In case of a parabola(quadratic expression) ax^2 + bx + c:
If parabola intersects x-axis at two distinct points, it means the quadratic expression has two distinct real roots, and this happens when (b^2 - 4ac) > 0
If parabola intersects x-axis at one point only, it means the quadratic expression has one real root, and this happens when (b^2 - 4ac) = 0
If parabola does not intersect x-axis at all, it means the quadratic expression has no real root, and this happens when (b^2 - 4ac) < 0

So we need to know the sign of (b^2 - 4ac).

Statement 1
b is negative, but we don't know anything about a and c. Not sufficient.

Statement 2
c is negative, but we don't know anything about a and b. Not sufficient.

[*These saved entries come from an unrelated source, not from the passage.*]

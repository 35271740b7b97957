//! List/filter contract: typed predicate construction, sort, and the
//! lightweight price-parse error path.

use axum::Router;
use axum::http::StatusCode;

use kirana_integration_tests::{ProductPayload, bare_request, create_product, send, test_app};

/// Three products with distinct prices and size sequences.
async fn seed(app: &Router) -> Vec<String> {
    let mut ids = Vec::new();
    for (title, price, sizes) in [
        ("Red Shirt", "5", "S"),
        ("Blue Kurta", "20", "S, M"),
        ("Silk Saree", "60", "M"),
    ] {
        let payload = ProductPayload::valid(title).price(price).sizes(sizes);
        ids.push(create_product(app, payload).await);
    }
    ids
}

fn titles(body: &serde_json::Value) -> Vec<&str> {
    body["data"]
        .as_array()
        .expect("data is a list")
        .iter()
        .map(|record| record["title"].as_str().expect("title"))
        .collect()
}

#[tokio::test]
async fn no_parameters_returns_all_active_records() {
    let (app, _store, _uploader) = test_app();
    seed(&app).await;

    let (status, body) = send(&app, bare_request("GET", "/products")).await;

    assert_eq!(status, StatusCode::OK);
    assert_eq!(body["status"], true);
    assert_eq!(
        titles(&body),
        vec!["Red Shirt", "Blue Kurta", "Silk Saree"]
    );
}

#[tokio::test]
async fn soft_deleted_records_never_appear() {
    let (app, _store, _uploader) = test_app();
    let ids = seed(&app).await;

    let (status, _body) = send(
        &app,
        bare_request("DELETE", &format!("/products/{}", ids[0])),
    )
    .await;
    assert_eq!(status, StatusCode::OK);

    let (status, body) = send(&app, bare_request("GET", "/products")).await;
    assert_eq!(status, StatusCode::OK);
    assert_eq!(titles(&body), vec!["Blue Kurta", "Silk Saree"]);
}

#[tokio::test]
async fn size_filter_matches_the_whole_sequence() {
    let (app, _store, _uploader) = test_app();
    seed(&app).await;

    // "Blue Kurta" offers S among others but its sequence is [S, M]; the
    // filter is whole-sequence equality, so only [S] matches.
    let (status, body) = send(&app, bare_request("GET", "/products?size=S")).await;

    assert_eq!(status, StatusCode::OK);
    assert_eq!(titles(&body), vec!["Red Shirt"]);
}

#[tokio::test]
async fn size_filter_is_case_normalized() {
    let (app, _store, _uploader) = test_app();
    seed(&app).await;

    let (status, body) = send(&app, bare_request("GET", "/products?size=s")).await;

    assert_eq!(status, StatusCode::OK);
    assert_eq!(titles(&body), vec!["Red Shirt"]);
}

#[tokio::test]
async fn size_filter_rejects_unknown_codes() {
    let (app, _store, _uploader) = test_app();
    seed(&app).await;

    let (status, body) = send(&app, bare_request("GET", "/products?size=XXS")).await;

    assert_eq!(status, StatusCode::BAD_REQUEST);
    assert_eq!(body["status"], false);
}

#[tokio::test]
async fn name_filter_is_a_case_sensitive_substring() {
    let (app, _store, _uploader) = test_app();
    seed(&app).await;

    let (status, body) = send(&app, bare_request("GET", "/products?name=Shirt")).await;
    assert_eq!(status, StatusCode::OK);
    assert_eq!(titles(&body), vec!["Red Shirt"]);

    // Lowercase fragment matches nothing
    let (status, _body) = send(&app, bare_request("GET", "/products?name=shirt")).await;
    assert_eq!(status, StatusCode::NOT_FOUND);
}

#[tokio::test]
async fn price_range_bounds_are_exclusive() {
    let (app, _store, _uploader) = test_app();
    seed(&app).await;

    let (status, body) = send(
        &app,
        bare_request("GET", "/products?priceGreaterThan=10&priceLessThan=50"),
    )
    .await;
    assert_eq!(status, StatusCode::OK);
    assert_eq!(titles(&body), vec!["Blue Kurta"]);

    let (status, body) = send(&app, bare_request("GET", "/products?priceGreaterThan=5")).await;
    assert_eq!(status, StatusCode::OK);
    assert_eq!(titles(&body), vec!["Blue Kurta", "Silk Saree"]);

    let (status, body) = send(&app, bare_request("GET", "/products?priceLessThan=20")).await;
    assert_eq!(status, StatusCode::OK);
    assert_eq!(titles(&body), vec!["Red Shirt"]);
}

#[tokio::test]
async fn bad_price_bounds_answer_a_bare_message() {
    let (app, _store, _uploader) = test_app();
    seed(&app).await;

    for uri in [
        "/products?priceGreaterThan=ten",
        "/products?priceLessThan=1.2.3",
        "/products?priceGreaterThan=10&priceLessThan=abc",
    ] {
        let (status, body) = send(&app, bare_request("GET", uri)).await;

        // Distinct lightweight path: 200 with {"message"} and no status field
        assert_eq!(status, StatusCode::OK, "{uri}");
        assert!(body["message"].as_str().is_some_and(|m| m.contains("numbers")));
        assert!(body.get("status").is_none(), "{uri}: {body}");
        assert!(body.get("data").is_none());
    }
}

#[tokio::test]
async fn price_sort_orders_results() {
    let (app, _store, _uploader) = test_app();
    seed(&app).await;

    let (status, body) = send(&app, bare_request("GET", "/products?priceSort=1")).await;
    assert_eq!(status, StatusCode::OK);
    assert_eq!(
        titles(&body),
        vec!["Red Shirt", "Blue Kurta", "Silk Saree"]
    );

    let (status, body) = send(&app, bare_request("GET", "/products?priceSort=-1")).await;
    assert_eq!(status, StatusCode::OK);
    assert_eq!(
        titles(&body),
        vec!["Silk Saree", "Blue Kurta", "Red Shirt"]
    );
}

#[tokio::test]
async fn price_sort_rejects_other_flags() {
    let (app, _store, _uploader) = test_app();
    seed(&app).await;

    let (status, body) = send(&app, bare_request("GET", "/products?priceSort=2")).await;

    assert_eq!(status, StatusCode::BAD_REQUEST);
    assert!(body["message"].as_str().is_some_and(|m| m.contains("1 or -1")));
}

#[tokio::test]
async fn an_empty_result_set_is_not_found() {
    let (app, _store, _uploader) = test_app();
    seed(&app).await;

    let (status, body) = send(&app, bare_request("GET", "/products?name=Pajama")).await;

    assert_eq!(status, StatusCode::NOT_FOUND);
    assert_eq!(body["status"], false);
    assert_eq!(body["message"], "product not found");

    // Same when the store is empty altogether
    let (app, _store, _uploader) = test_app();
    let (status, _body) = send(&app, bare_request("GET", "/products")).await;
    assert_eq!(status, StatusCode::NOT_FOUND);
}

#[tokio::test]
async fn filters_compose() {
    let (app, _store, _uploader) = test_app();
    seed(&app).await;
    create_product(
        &app,
        ProductPayload::valid("Wool Kurta").price("30").sizes("M"),
    )
    .await;

    let (status, body) = send(
        &app,
        bare_request(
            "GET",
            "/products?size=M&priceGreaterThan=10&priceSort=-1",
        ),
    )
    .await;

    assert_eq!(status, StatusCode::OK);
    assert_eq!(titles(&body), vec!["Silk Saree", "Wool Kurta"]);
    assert_eq!(
        body["data"]
            .as_array()
            .expect("list")
            .iter()
            .map(|r| r["price"].as_str().expect("price"))
            .collect::<Vec<_>>(),
        vec!["60.00", "30.00"]
    );
}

Combining the two statements,
b and c are negative, but we don't know the sign of a.
If a is positive, then - 4ac will be positive, and then (b^2 - 4ac) will also be positive and the parabola will intersect x-axis.
If a is negative, then -4ac will be negative, and (b^2 - 4ac) could be either negative or positive or 0 depending on the magnitudes of a, b, c. So we cant say whether parabola will intersect x-axis or not.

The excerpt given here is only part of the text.